Little people, lots of pills
By Liz Lockhart
Something that has occurred to me, on many occasions, is that trends and lifestyles in America seem to hit Britain sooner or later. Every time I see or hear about new findings on health, lifestyle and the like in America I think ‘oh, that will be the next problem here’.
I have just read a piece of news and observation reported on CNN which has made me feel some concern as I dread the ‘trend’ discussed coming to our shores – if, in fact, it hasn’t already.
They report ‘Americans have been led to believe – by their doctors, by advertisers and by the pharmaceutical industry – that there is a pill to cure just about anything that ails them. This week, the networks of CNN go deep into the politics and the pills.’
It then tells of an 11 year old boy who opens his hands as his father dispenses him pills.
An orange tablet, a green pill, white oval shapes and oblong ones – nine drugs total – fall into his palm. The fifth-grader scoops them into his mouth. Later in the day he takes eight more.

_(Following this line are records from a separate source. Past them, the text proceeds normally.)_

// SPDX-License-Identifier: BUSL-1.1
// Copyright (c) 2026 Alfred Jean LLC

//! Chat-bot notification transport
//!
//! Posts to the chat service's message API with a bot token taken from the
//! environment at construction time.

use super::{Notification, NotifyError, NotifyTransport};
use async_trait::async_trait;
use nr_core::settings::ChatSettings;
use serde_json::json;

pub struct ChatNotifier {
    client: reqwest::Client,
    api_url: String,
    default_channel: String,
    token: Option<String>,
}

impl ChatNotifier {
    pub fn new(settings: &ChatSettings) -> Self {
        Self {
            client: reqwest::Client::new(),
            api_url: settings.api_url.clone(),
            default_channel: settings.channel.clone(),
            token: std::env::var(&settings.token_env).ok(),
        }
    }
}

#[async_trait]
impl NotifyTransport for ChatNotifier {
    async fn send(&self, notification: &Notification) -> Result<String, NotifyError> {
        if self.api_url.is_empty() {
            return Err(NotifyError::NotConfigured("chat.api_url".to_string()));
        }
        let channel = if notification.channel.is_empty() {
            self.default_channel.clone()
        } else {
            notification.channel.clone()
        };
        let mut request = self.client.post(&self.api_url).json(&json!({
            "channel": channel.as_str(),
            "text": notification.body,
        }));
        if let Some(token) = &self.token {
            request = request.bearer_auth(token);
        }
        tracing::info!(channel = %channel, "sending chat notification");
        let response = request
            .send()
            .await
            .map_err(|e| NotifyError::SendFailed(e.to_string()))?;
        if !response.status().is_success() {
            return Err(NotifyError::SendFailed(format!(
                "chat API returned {}",
                response.status()
            )));
        }
        response
            .text()
            .await
            .map_err(|e| NotifyError::SendFailed(e.to_string()))
    }
}

#[cfg(test)]
#[path = "chat_tests.rs"]
mod tests;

This little boy takes 119 pills every week.
The clozapine helps him with hallucinations and voices he hears. The lithium stabilises his mood. Without them, he stays up for nights and has no impulse control.
‘We couldn’t exist without him being medicated.’ said his father. ‘We struggled with it at first. Nobody wants to medicate their kids but it comes to a quality of life issue. When he is un-medicated his quality of life is really low.’
This boy started taking several drugs at just 5 years of age.
According to several studies the use of behavioural drugs for children is increasing at an alarming rate.
Most cases are not as severe as the case just mentioned. The most common reasons for the use of antipsychotics by children are intellectual disability, attention deficit/hyperactivity disorder and disruptive behaviour disorder.
Experts say that children’s conditions could be misdiagnosed and drugs prescribed for minor symptoms. Putting children on multiple drugs could put them at risk of drug interactions and side effects, they say.
Another worrying possibility is the potential for parents to intentionally medicate their children to make their behaviour more manageable.
Drugging Children purely for a parents’ relief is abusive. ‘If the child is horrendously disruptive, self-injuring and hurting themselves – yes, use medication in young children.’ said Dr Mani Pavuluri, director of the Paediatric Brain Research and Intervention Centre at the University of Illinois at Chicago. But it’s always caution to wait until they are a bit older than 5.’
He went on to say that pharmaceuticals should be the last resort after therapies and behavioural interventions.
According to a study published in the Journal of the American Academy of Child and Adolescent Psychiatry, from 1999 to 2001, 0.78 per 1,000 children aged between 2 and 5 used antipsychotic drugs. That rate increased to 1.59 by 2007.
In a Columbia University study, the rates of antidepressant use increased among people aged 6 and older from 5.84% in 1996 to 10.12% in 2005.
There are many more statistics and case studies which I could cite endlessly.
As a mother, I fully take on board the difficulties surrounding the upbringing of a mentally ill child and I would not for one moment criticise the use of medication for the control of severe conditions. What worries me is the umbrella of conditions under which these medications are prescribed.
‘Disruptive Behaviour Disorder’ could on occasion easily be renamed ‘Spoiled Brat Syndrome’ or ‘Parental Lack of Responsibility Disease’. We must be watchful that a trend to medicate ‘naughty’ children does not occur, or indeed cross the water to Britain.